The provided information is very usefully and clear.

In addition to @mirzadeh question and @maximilianm answer, I am interesting to know if there is way to get a kind of report by the OnnxRuntime which specify the following:

Number of subgraphs
Which execution provider is used by each subgraph\layer in case I set both TRT\CUDA EPs and ther is an unsupported operator for example NonZero (for old TRT version)

My question based on the TensorRT native APIs that based on the right usage I can get this kind of information.
I know how the TensorRT graph divided to sub graphs when its Onnx parser encounter an unsupported operator and in case all of them are supported and my platform is Jetson I can know which layer mapped to DLA and which one was falled back to the GPU.

I am looking for this kind of report from the OnnxRuntime…

Thanks,

maximilianm · October 31, 2024, 9:54am

Hi @orong13, thanks !
ONNX Runtime has a few ways of telling where graphs are separated.

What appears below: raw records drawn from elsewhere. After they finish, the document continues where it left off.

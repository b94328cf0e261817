//! At-rest encryption of the stored chat history.
//!
//! Payloads are AES-256-GCM encrypted JSON, stored as
//! `cg1:` + base64(nonce || ciphertext). A fresh random nonce is drawn for
//! every call, so encrypting the same history twice gives different output.

use std::sync::Arc;

use aes_gcm::{
    Aes256Gcm, Nonce,
    aead::{Aead, KeyInit},
};
use base64::{Engine as _, engine::general_purpose};
use rand::RngCore;
use serde::Serialize;
use serde::de::DeserializeOwned;
use sha2::{Digest, Sha256};

use crate::config::SecurityConfig;
use crate::error::{ChatGuardError, Result};
use crate::monitor::{SecurityEventKind, SecurityMonitor, Severity};

/// Marks an encrypted payload and its format version.
pub const CIPHERTEXT_PREFIX: &str = "cg1:";

const NONCE_LEN: usize = 12;

/// Used outside production when no key is configured. Anyone with the crate
/// source can decrypt data protected by it.
const DEVELOPMENT_PLACEHOLDER_KEY: &str = "chat-guard-development-placeholder-key";

const KEY_SALT: &[u8] = b"chat_guard/history/v1";

/// Derive the 256-bit cipher key from the configured passphrase.
fn derive_key(passphrase: &str) -> [u8; 32] {
    Sha256::new()
        .chain_update(passphrase.as_bytes())
        .chain_update(KEY_SALT)
        .finalize()
        .into()
}

/// Serializes and (optionally) encrypts values for storage.
///
/// ```
/// use chat_guard::{ContentGuard, HistoryCipher, SecurityConfig};
///
/// let guard = ContentGuard::new(SecurityConfig::builder().encryption_key("s3cret").build().unwrap());
/// let cipher = HistoryCipher::new(guard.config(), guard.monitor().clone());
///
/// let blob = cipher.encrypt(&vec!["bonjour".to_string()]).unwrap();
/// assert!(blob.starts_with("cg1:"));
/// assert_eq!(cipher.decrypt::<Vec<String>>(&blob), Some(vec!["bonjour".to_string()]));
/// assert_eq!(cipher.decrypt::<Vec<String>>("garbage"), None);
/// ```
pub struct HistoryCipher {
    cipher: Option<Aes256Gcm>,
    monitor: Arc<SecurityMonitor>,
}

impl HistoryCipher {
    /// Build a cipher from the configuration. When history encryption is
    /// disabled every payload is plain JSON.
    pub fn new(config: &SecurityConfig, monitor: Arc<SecurityMonitor>) -> Self {
        let cipher = config.enable_history_encryption().then(|| {
            let passphrase = config.encryption_key().unwrap_or(DEVELOPMENT_PLACEHOLDER_KEY);
            Aes256Gcm::new(&derive_key(passphrase).into())
        });
        Self { cipher, monitor }
    }

    pub fn is_enabled(&self) -> bool {
        self.cipher.is_some()
    }

    /// Serialize `data` to JSON and encrypt it.
    pub fn encrypt<T: Serialize + ?Sized>(&self, data: &T) -> Result<String> {
        let json = serde_json::to_string(data)?;
        let Some(cipher) = &self.cipher else {
            return Ok(json);
        };

        let mut nonce_bytes = [0u8; NONCE_LEN];
        rand::rngs::OsRng.fill_bytes(&mut nonce_bytes);

        let ciphertext = cipher
            .encrypt(Nonce::from_slice(&nonce_bytes), json.as_bytes())
            .map_err(|e| {
                self.monitor.log_event(
                    SecurityEventKind::EncryptionFailure,
                    Severity::High,
                    format!("History encryption failed: {e}"),
                );
                ChatGuardError::Encryption(e.to_string())
            })?;

        let mut combined = Vec::with_capacity(NONCE_LEN + ciphertext.len());
        combined.extend_from_slice(&nonce_bytes);
        combined.extend_from_slice(&ciphertext);

        Ok(format!(
            "{CIPHERTEXT_PREFIX}{}",
            general_purpose::STANDARD.encode(&combined)
        ))
    }

    /// Decrypt and deserialize a payload produced by [`encrypt`](Self::encrypt).
    ///
    /// Malformed, foreign or tampered payloads yield `None` and a
    /// medium-severity event rather than an error.
    pub fn decrypt<T: DeserializeOwned>(&self, payload: &str) -> Option<T> {
        match self.try_decrypt(payload) {
            Ok(value) => Some(value),
            Err(e) => {
                tracing::warn!("Discarding undecryptable payload: {e}");
                self.monitor.log_event(
                    SecurityEventKind::DecryptionFailure,
                    Severity::Medium,
                    e.to_string(),
                );
                None
            }
        }
    }

    fn try_decrypt<T: DeserializeOwned>(&self, payload: &str) -> Result<T> {
        let Some(cipher) = &self.cipher else {
            return serde_json::from_str(payload)
                .map_err(|e| ChatGuardError::Decryption(format!("invalid JSON: {e}")));
        };

        let encoded = payload
            .trim()
            .strip_prefix(CIPHERTEXT_PREFIX)
            .ok_or_else(|| ChatGuardError::Decryption("payload is not encrypted".into()))?;

        let combined = general_purpose::STANDARD
            .decode(encoded)
            .map_err(|e| ChatGuardError::Decryption(format!("invalid base64: {e}")))?;

        if combined.len() <= NONCE_LEN {
            return Err(ChatGuardError::Decryption("ciphertext too short".into()));
        }

        let (nonce_bytes, ciphertext) = combined.split_at(NONCE_LEN);
        let plaintext = cipher
            .decrypt(Nonce::from_slice(nonce_bytes), ciphertext)
            .map_err(|_| ChatGuardError::Decryption("authentication failed".into()))?;

        serde_json::from_slice(&plaintext)
            .map_err(|e| ChatGuardError::Decryption(format!("invalid JSON: {e}")))
    }
}
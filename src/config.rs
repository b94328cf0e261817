//! Builders for the security configuration and the chat history manager.

use std::env::VarError;
use std::sync::Arc;
use std::time::Duration;

use crate::error::{ChatGuardError, Result};
use crate::handle::SweeperHandle;
use crate::history::{ChatHistoryManager, HistoryLimits};
use crate::pipeline::ContentGuard;
use crate::storage::{MemoryStorage, Storage};

/// Default maximum accepted content length, in characters.
pub const DEFAULT_MAX_CONTENT_LENGTH: usize = 50_000;
/// Domain that counts as "our own" when vetting links.
pub const DEFAULT_SITE_DOMAIN: &str = "laurent-serre-developpement.fr";

/// Deployment environment the guard runs in.
///
/// Production turns on fail-closed key handling and external event
/// reporting; development echoes every security event to the log.
#[derive(Debug, Clone, Copy, PartialEq, Eq, Default)]
pub enum Environment {
    #[default]
    Development,
    Test,
    Production,
}

impl Environment {
    /// Parse an environment name. Unknown names map to `Development`.
    pub fn parse(name: &str) -> Self {
        match name.trim().to_ascii_lowercase().as_str() {
            "production" | "prod" => Self::Production,
            "test" | "testing" => Self::Test,
            _ => Self::Development,
        }
    }

    pub fn is_production(self) -> bool {
        self == Self::Production
    }
}

/// Immutable, process-wide security settings.
///
/// Built once through [`SecurityConfigBuilder`] and shared behind an `Arc`;
/// there are no setters.
#[derive(Debug, Clone)]
pub struct SecurityConfig {
    enable_content_sanitization: bool,
    enable_xss_protection: bool,
    enable_history_encryption: bool,
    enable_url_validation: bool,
    allowed_domains: Vec<String>,
    max_content_length: usize,
    encryption_key: Option<String>,
    environment: Environment,
    site_origin: String,
    rate_limit_max_attempts: u32,
    rate_limit_window: Duration,
    event_capacity: usize,
}

impl SecurityConfig {
    pub fn builder() -> SecurityConfigBuilder {
        SecurityConfigBuilder::new()
    }

    pub fn enable_content_sanitization(&self) -> bool {
        self.enable_content_sanitization
    }

    pub fn enable_xss_protection(&self) -> bool {
        self.enable_xss_protection
    }

    pub fn enable_history_encryption(&self) -> bool {
        self.enable_history_encryption
    }

    pub fn enable_url_validation(&self) -> bool {
        self.enable_url_validation
    }

    /// Domains treated as internal. Subdomains of an entry match too.
    pub fn allowed_domains(&self) -> &[String] {
        &self.allowed_domains
    }

    pub fn max_content_length(&self) -> usize {
        self.max_content_length
    }

    pub fn encryption_key(&self) -> Option<&str> {
        self.encryption_key.as_deref()
    }

    pub fn environment(&self) -> Environment {
        self.environment
    }

    /// Origin that relative links are resolved against.
    pub fn site_origin(&self) -> &str {
        &self.site_origin
    }

    pub fn rate_limit_max_attempts(&self) -> u32 {
        self.rate_limit_max_attempts
    }

    pub fn rate_limit_window(&self) -> Duration {
        self.rate_limit_window
    }

    /// Capacity of the security event ring buffer.
    pub fn event_capacity(&self) -> usize {
        self.event_capacity
    }
}

impl Default for SecurityConfig {
    fn default() -> Self {
        Self {
            enable_content_sanitization: true,
            enable_xss_protection: true,
            enable_history_encryption: true,
            enable_url_validation: true,
            allowed_domains: vec![DEFAULT_SITE_DOMAIN.to_string()],
            max_content_length: DEFAULT_MAX_CONTENT_LENGTH,
            encryption_key: None,
            environment: Environment::Development,
            site_origin: format!("https://{DEFAULT_SITE_DOMAIN}"),
            rate_limit_max_attempts: 10,
            rate_limit_window: Duration::from_secs(60),
            event_capacity: 100,
        }
    }
}

/// Builder for [`SecurityConfig`].
///
/// # Example
///
/// ```
/// use chat_guard::{Environment, SecurityConfig};
/// use std::time::Duration;
///
/// let config = SecurityConfig::builder()
///     .environment(Environment::Production)
///     .encryption_key("a long random passphrase")
///     .add_allowed_domain("calendly.com")
///     .rate_limit(5, Duration::from_secs(30))
///     .build()
///     .unwrap();
/// assert_eq!(config.rate_limit_max_attempts(), 5);
/// ```
#[derive(Debug, Clone, Default)]
pub struct SecurityConfigBuilder {
    config: SecurityConfig,
}

impl SecurityConfigBuilder {
    /// Start from the defaults: every protection on, 50 000 characters,
    /// 10 requests per minute, the site's own domain allowed.
    pub fn new() -> Self {
        Self::default()
    }

    /// Seed a builder from the process environment.
    ///
    /// Reads `CHAT_GUARD_ENV`, `CHAT_GUARD_ENCRYPTION_KEY`,
    /// `CHAT_GUARD_ALLOWED_DOMAINS` and `CHAT_GUARD_MAX_CONTENT_LENGTH`.
    pub fn from_env() -> Result<Self> {
        Self::from_env_with(|key| std::env::var(key))
    }

    /// Like [`from_env`](Self::from_env) with a custom variable lookup.
    pub fn from_env_with<F>(env_fn: F) -> Result<Self>
    where
        F: Fn(&str) -> std::result::Result<String, VarError>,
    {
        let mut builder = Self::new();

        if let Ok(env) = env_fn("CHAT_GUARD_ENV") {
            builder = builder.environment(Environment::parse(&env));
        }
        if let Ok(key) = env_fn("CHAT_GUARD_ENCRYPTION_KEY") {
            builder = builder.encryption_key(key);
        }
        if let Ok(domains) = env_fn("CHAT_GUARD_ALLOWED_DOMAINS") {
            builder = builder.allowed_domains(domains.split(','));
        }
        if let Ok(raw) = env_fn("CHAT_GUARD_MAX_CONTENT_LENGTH") {
            let max = raw.trim().parse::<usize>().map_err(|e| {
                ChatGuardError::Config(format!("CHAT_GUARD_MAX_CONTENT_LENGTH={raw:?}: {e}"))
            })?;
            builder = builder.max_content_length(max);
        }

        Ok(builder)
    }

    pub fn content_sanitization(mut self, enabled: bool) -> Self {
        self.config.enable_content_sanitization = enabled;
        self
    }

    pub fn xss_protection(mut self, enabled: bool) -> Self {
        self.config.enable_xss_protection = enabled;
        self
    }

    /// When disabled the history is stored as plain JSON.
    pub fn history_encryption(mut self, enabled: bool) -> Self {
        self.config.enable_history_encryption = enabled;
        self
    }

    pub fn url_validation(mut self, enabled: bool) -> Self {
        self.config.enable_url_validation = enabled;
        self
    }

    /// Replace the internal-domain allow-list.
    pub fn allowed_domains<I, D>(mut self, domains: I) -> Self
    where
        I: IntoIterator<Item = D>,
        D: AsRef<str>,
    {
        self.config.allowed_domains = domains
            .into_iter()
            .filter_map(|d| normalize_domain(d.as_ref()))
            .collect();
        self
    }

    pub fn add_allowed_domain(mut self, domain: impl AsRef<str>) -> Self {
        if let Some(domain) = normalize_domain(domain.as_ref()) {
            self.config.allowed_domains.push(domain);
        }
        self
    }

    pub fn max_content_length(mut self, max: usize) -> Self {
        self.config.max_content_length = max;
        self
    }

    /// Passphrase the history encryption key is derived from.
    pub fn encryption_key(mut self, key: impl Into<String>) -> Self {
        let key = key.into();
        self.config.encryption_key = (!key.trim().is_empty()).then_some(key);
        self
    }

    pub fn environment(mut self, environment: Environment) -> Self {
        self.config.environment = environment;
        self
    }

    pub fn site_origin(mut self, origin: impl Into<String>) -> Self {
        self.config.site_origin = origin.into();
        self
    }

    /// Fixed-window limit: `max_attempts` requests per `window`.
    pub fn rate_limit(mut self, max_attempts: u32, window: Duration) -> Self {
        self.config.rate_limit_max_attempts = max_attempts;
        self.config.rate_limit_window = window;
        self
    }

    pub fn event_capacity(mut self, capacity: usize) -> Self {
        self.config.event_capacity = capacity;
        self
    }

    /// Validate and freeze the configuration.
    ///
    /// Refuses to build a production config that would encrypt history
    /// without an explicit key.
    pub fn build(self) -> Result<SecurityConfig> {
        let config = self.config;

        if config.max_content_length == 0 {
            return Err(ChatGuardError::Config(
                "max_content_length must be greater than zero".into(),
            ));
        }
        if config.rate_limit_max_attempts == 0 || config.rate_limit_window.is_zero() {
            return Err(ChatGuardError::Config(
                "rate limit needs at least one attempt per non-empty window".into(),
            ));
        }
        if config.event_capacity == 0 {
            return Err(ChatGuardError::Config(
                "event_capacity must be greater than zero".into(),
            ));
        }
        if url::Url::parse(&config.site_origin).is_err() {
            return Err(ChatGuardError::Config(format!(
                "site_origin {:?} is not an absolute URL",
                config.site_origin
            )));
        }

        if config.enable_history_encryption && config.encryption_key.is_none() {
            if config.environment.is_production() {
                return Err(ChatGuardError::Config(
                    "history encryption is enabled in production but no encryption key is configured"
                        .into(),
                ));
            }
            tracing::warn!(
                "No encryption key configured; using the development placeholder key"
            );
        }

        Ok(config)
    }
}

fn normalize_domain(domain: &str) -> Option<String> {
    let domain = domain.trim().trim_start_matches('.').to_ascii_lowercase();
    (!domain.is_empty()).then_some(domain)
}

/// Builder for configuring and starting a [`ChatHistoryManager`].
///
/// `L` is the durable store (the `localStorage` analogue), `T` the
/// per-tab store holding the current session id and the client id. The
/// latter defaults to a fresh [`MemoryStorage`].
///
/// # Example
///
/// ```rust,no_run
/// use chat_guard::{ContentGuard, FsStorage, HistoryBuilder, SecurityConfig};
/// use std::sync::Arc;
/// use std::time::Duration;
///
/// # async fn example() {
/// let guard = Arc::new(ContentGuard::new(SecurityConfig::default()));
/// let (history, sweeper) = HistoryBuilder::new(FsStorage::new("/tmp/chat"), guard)
///     .max_history_size(50)
///     .max_session_age(Duration::from_secs(12 * 3600))
///     .sweep_interval(Duration::from_secs(600))
///     .build_with_sweeper();
///
/// history.add_message("Bonjour", chat_guard::Role::User).await.unwrap();
/// sweeper.shutdown().await;
/// # }
/// ```
pub struct HistoryBuilder<L: Storage, T: Storage = MemoryStorage> {
    local: L,
    session: T,
    guard: Arc<ContentGuard>,
    limits: HistoryLimits,
}

impl<L: Storage> HistoryBuilder<L, MemoryStorage> {
    /// Create a builder with the given durable storage and defaults:
    /// 100 messages per session, 24 h session age, 15 min sweep interval.
    pub fn new(local: L, guard: Arc<ContentGuard>) -> Self {
        Self {
            local,
            session: MemoryStorage::new(),
            guard,
            limits: HistoryLimits::default(),
        }
    }
}

impl<L: Storage, T: Storage> HistoryBuilder<L, T> {
    /// Use a specific per-tab store instead of a private in-memory one.
    pub fn session_storage<U: Storage>(self, session: U) -> HistoryBuilder<L, U> {
        HistoryBuilder {
            local: self.local,
            session,
            guard: self.guard,
            limits: self.limits,
        }
    }

    /// Maximum number of messages kept per session; oldest are dropped first.
    pub fn max_history_size(mut self, size: usize) -> Self {
        self.limits.max_history_size = size.max(1);
        self
    }

    /// Inactivity after which a session expires.
    pub fn max_session_age(mut self, age: Duration) -> Self {
        self.limits.max_session_age = age;
        self
    }

    /// How often the background sweeper prunes expired sessions.
    pub fn sweep_interval(mut self, interval: Duration) -> Self {
        self.limits.sweep_interval = interval;
        self
    }

    /// Build the manager without a background sweeper.
    pub fn build(self) -> Arc<ChatHistoryManager<L, T>> {
        Arc::new(ChatHistoryManager::new(
            self.local,
            self.session,
            self.guard,
            self.limits,
        ))
    }

    /// Build the manager and spawn the expiry sweeper on the current tokio
    /// runtime.
    pub fn build_with_sweeper(self) -> (Arc<ChatHistoryManager<L, T>>, SweeperHandle) {
        let manager = self.build();
        let handle = manager.spawn_sweeper();
        (manager, handle)
    }
}
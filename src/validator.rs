//! First gate for raw user keystrokes.
//!
//! The validator rejects oversized or blank input, normalizes what it keeps
//! and flags known XSS signatures. Flagging is informational: sanitization
//! downstream is what actually neutralizes markup.

use std::fmt;
use std::sync::LazyLock;

use regex::{Regex, RegexSet};

use crate::config::SecurityConfig;

/// Names of the signatures in [`XSS_SIGNATURES`], index for index.
const XSS_SIGNATURE_NAMES: &[&str] = &[
    "script tag",
    "javascript: URL",
    "vbscript: URL",
    "inline event handler",
    "iframe tag",
    "data:text/html URL",
];

static XSS_SIGNATURES: LazyLock<RegexSet> = LazyLock::new(|| {
    RegexSet::new([
        r"(?i)<\s*script",
        r"(?i)javascript\s*:",
        r"(?i)vbscript\s*:",
        r"(?i)\bon[a-z]+\s*=",
        r"(?i)<\s*iframe",
        r"(?i)data\s*:\s*text/html",
    ])
    .expect("invalid XSS signature pattern")
});

static EXCESS_BLANK_LINES: LazyLock<Regex> =
    LazyLock::new(|| Regex::new(r"\n{3,}").expect("invalid regex pattern"));

/// Why input was rejected or flagged.
#[derive(Debug, Clone, PartialEq, Eq)]
pub enum ValidationIssue {
    TooLong { len: usize, max: usize },
    Empty,
    /// A known XSS signature was found; the input is still sanitized and kept.
    SuspiciousPattern(&'static str),
}

impl ValidationIssue {
    /// `true` for issues that stop the input from entering the pipeline.
    pub fn is_blocking(&self) -> bool {
        !matches!(self, ValidationIssue::SuspiciousPattern(_))
    }
}

impl fmt::Display for ValidationIssue {
    fn fmt(&self, f: &mut fmt::Formatter<'_>) -> fmt::Result {
        match self {
            ValidationIssue::TooLong { len, max } => {
                write!(f, "Content too long ({len} characters, max {max})")
            }
            ValidationIssue::Empty => write!(f, "Content is empty"),
            ValidationIssue::SuspiciousPattern(name) => {
                write!(f, "Potentially dangerous content detected: {name}")
            }
        }
    }
}

#[derive(Debug, Clone, PartialEq, Eq)]
pub struct ValidationOutcome {
    pub is_valid: bool,
    /// Normalized input; `None` when a blocking issue short-circuited.
    pub sanitized_input: Option<String>,
    pub errors: Vec<ValidationIssue>,
}

impl ValidationOutcome {
    /// `true` if any issue prevents the input from being used.
    pub fn is_blocked(&self) -> bool {
        self.errors.iter().any(ValidationIssue::is_blocking)
    }
}

#[derive(Debug, Clone)]
pub struct InputValidator {
    max_content_length: usize,
    detect_xss: bool,
}

impl InputValidator {
    pub fn new(config: &SecurityConfig) -> Self {
        Self {
            max_content_length: config.max_content_length(),
            detect_xss: config.enable_xss_protection(),
        }
    }

    /// Validate and normalize a raw input string.
    ///
    /// ```
    /// use chat_guard::{InputValidator, SecurityConfig, ValidationIssue};
    ///
    /// let validator = InputValidator::new(&SecurityConfig::default());
    /// let outcome = validator.validate("  hello\u{0}  ");
    /// assert!(outcome.is_valid);
    /// assert_eq!(outcome.sanitized_input.as_deref(), Some("hello"));
    ///
    /// let outcome = validator.validate("   ");
    /// assert_eq!(outcome.errors, [ValidationIssue::Empty]);
    /// ```
    pub fn validate(&self, input: &str) -> ValidationOutcome {
        let len = input.chars().count();
        if len > self.max_content_length {
            return ValidationOutcome {
                is_valid: false,
                sanitized_input: None,
                errors: vec![ValidationIssue::TooLong {
                    len,
                    max: self.max_content_length,
                }],
            };
        }

        let normalized = normalize(input);
        if normalized.is_empty() {
            return ValidationOutcome {
                is_valid: false,
                sanitized_input: None,
                errors: vec![ValidationIssue::Empty],
            };
        }

        let errors: Vec<ValidationIssue> = if self.detect_xss {
            detect_xss(&normalized)
                .into_iter()
                .map(ValidationIssue::SuspiciousPattern)
                .collect()
        } else {
            Vec::new()
        };

        ValidationOutcome {
            is_valid: errors.is_empty(),
            sanitized_input: Some(normalized),
            errors,
        }
    }
}

/// Names of the XSS signatures found in `input`.
pub fn detect_xss(input: &str) -> Vec<&'static str> {
    XSS_SIGNATURES
        .matches(input)
        .into_iter()
        .map(|i| XSS_SIGNATURE_NAMES[i])
        .collect()
}

/// Normalize line endings, strip null bytes and C0/C1 control characters
/// (newline and tab survive), collapse runs of blank lines and trim.
pub fn normalize(input: &str) -> String {
    let unified = input.replace("\r\n", "\n").replace('\r', "\n");
    let stripped: String = unified
        .chars()
        .filter(|c| *c == '\n' || *c == '\t' || !c.is_control())
        .collect();
    EXCESS_BLANK_LINES
        .replace_all(stripped.trim(), "\n\n")
        .into_owned()
}

#[cfg(test)]
mod tests {
    use super::*;

    fn validator(max: usize) -> InputValidator {
        InputValidator::new(
            &SecurityConfig::builder()
                .max_content_length(max)
                .build()
                .unwrap(),
        )
    }

    #[test]
    fn too_long_short_circuits() {
        let outcome = validator(10).validate(&"a".repeat(11));
        assert!(!outcome.is_valid);
        assert!(outcome.sanitized_input.is_none());
        assert_eq!(outcome.errors, [ValidationIssue::TooLong { len: 11, max: 10 }]);
        assert!(outcome.is_blocked());
    }

    #[test]
    fn length_counts_characters_not_bytes() {
        let outcome = validator(5).validate("éééé");
        assert!(outcome.is_valid);
    }

    #[test]
    fn blank_input_is_empty() {
        for input in ["", "   ", "\n\t \n", "\u{0}\u{7}"] {
            let outcome = validator(100).validate(input);
            assert_eq!(outcome.errors, [ValidationIssue::Empty], "input {input:?}");
            assert!(outcome.is_blocked());
        }
    }

    #[test]
    fn strips_control_characters_but_keeps_newlines_and_tabs() {
        let outcome = validator(100).validate("a\u{0}b\u{1b}[31mc\u{85}d\n\te\r\nf");
        assert_eq!(outcome.sanitized_input.as_deref(), Some("ab[31mcd\n\te\nf"));
    }

    #[test]
    fn collapses_blank_line_runs() {
        let outcome = validator(100).validate("one\n\n\n\n\ntwo");
        assert_eq!(outcome.sanitized_input.as_deref(), Some("one\n\ntwo"));
    }

    #[test]
    fn xss_signatures_flag_but_do_not_block() {
        let outcome = validator(1000).validate("<img src=x onerror=alert(1)>Hello");
        assert!(!outcome.is_valid);
        assert!(!outcome.is_blocked());
        assert_eq!(
            outcome.errors,
            [ValidationIssue::SuspiciousPattern("inline event handler")]
        );
        assert_eq!(
            outcome.sanitized_input.as_deref(),
            Some("<img src=x onerror=alert(1)>Hello")
        );
    }

    #[test]
    fn detects_each_signature() {
        let cases = [
            ("<script>x</script>", "script tag"),
            ("JavaScript:alert(1)", "javascript: URL"),
            ("vbscript:msgbox", "vbscript: URL"),
            ("<div onclick = 'x'>", "inline event handler"),
            ("< iframe src=x>", "iframe tag"),
            ("data:text/html;base64,PHNjcmlwdD4=", "data:text/html URL"),
        ];
        for (input, expected) in cases {
            assert!(detect_xss(input).contains(&expected), "{input} -> {expected}");
        }
    }

    #[test]
    fn plain_text_has_no_signatures() {
        assert!(detect_xss("Comment structurer une équipe commerciale ?").is_empty());
        assert!(detect_xss("the action on the list = done").is_empty());
    }

    #[test]
    fn detection_can_be_disabled() {
        let validator = InputValidator::new(
            &SecurityConfig::builder().xss_protection(false).build().unwrap(),
        );
        let outcome = validator.validate("<script>alert(1)</script>");
        assert!(outcome.is_valid);
        assert!(outcome.errors.is_empty());
    }
}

trt_dump_subgraphs will dump the subgraphs as onyx to disk which makes it nice and easy to debug
ONNX Runtime’s verbose logging should tell you in detail what is happening and on which EP each node runs
Then there is also ONNX Runtime’s own profiler. But I believe you will have to build from source to use that. It will basically produce a json file which tells you for each op that is run which are the corresponding ONNX nodes and the EP.
Last but certainly not least is Nsight systems. If you run that you will see our own library highlighting for TensorRT and by that you can tell that everything around it is CUDA EP. If compiled from source you even get NVTX ranges from ONNX Runtime. I’ll attach a screenshot.

Cheers, keep further questions coming !

orong13 · October 31, 2024, 12:11pm

Thank you very much @maximilianm for your quick response.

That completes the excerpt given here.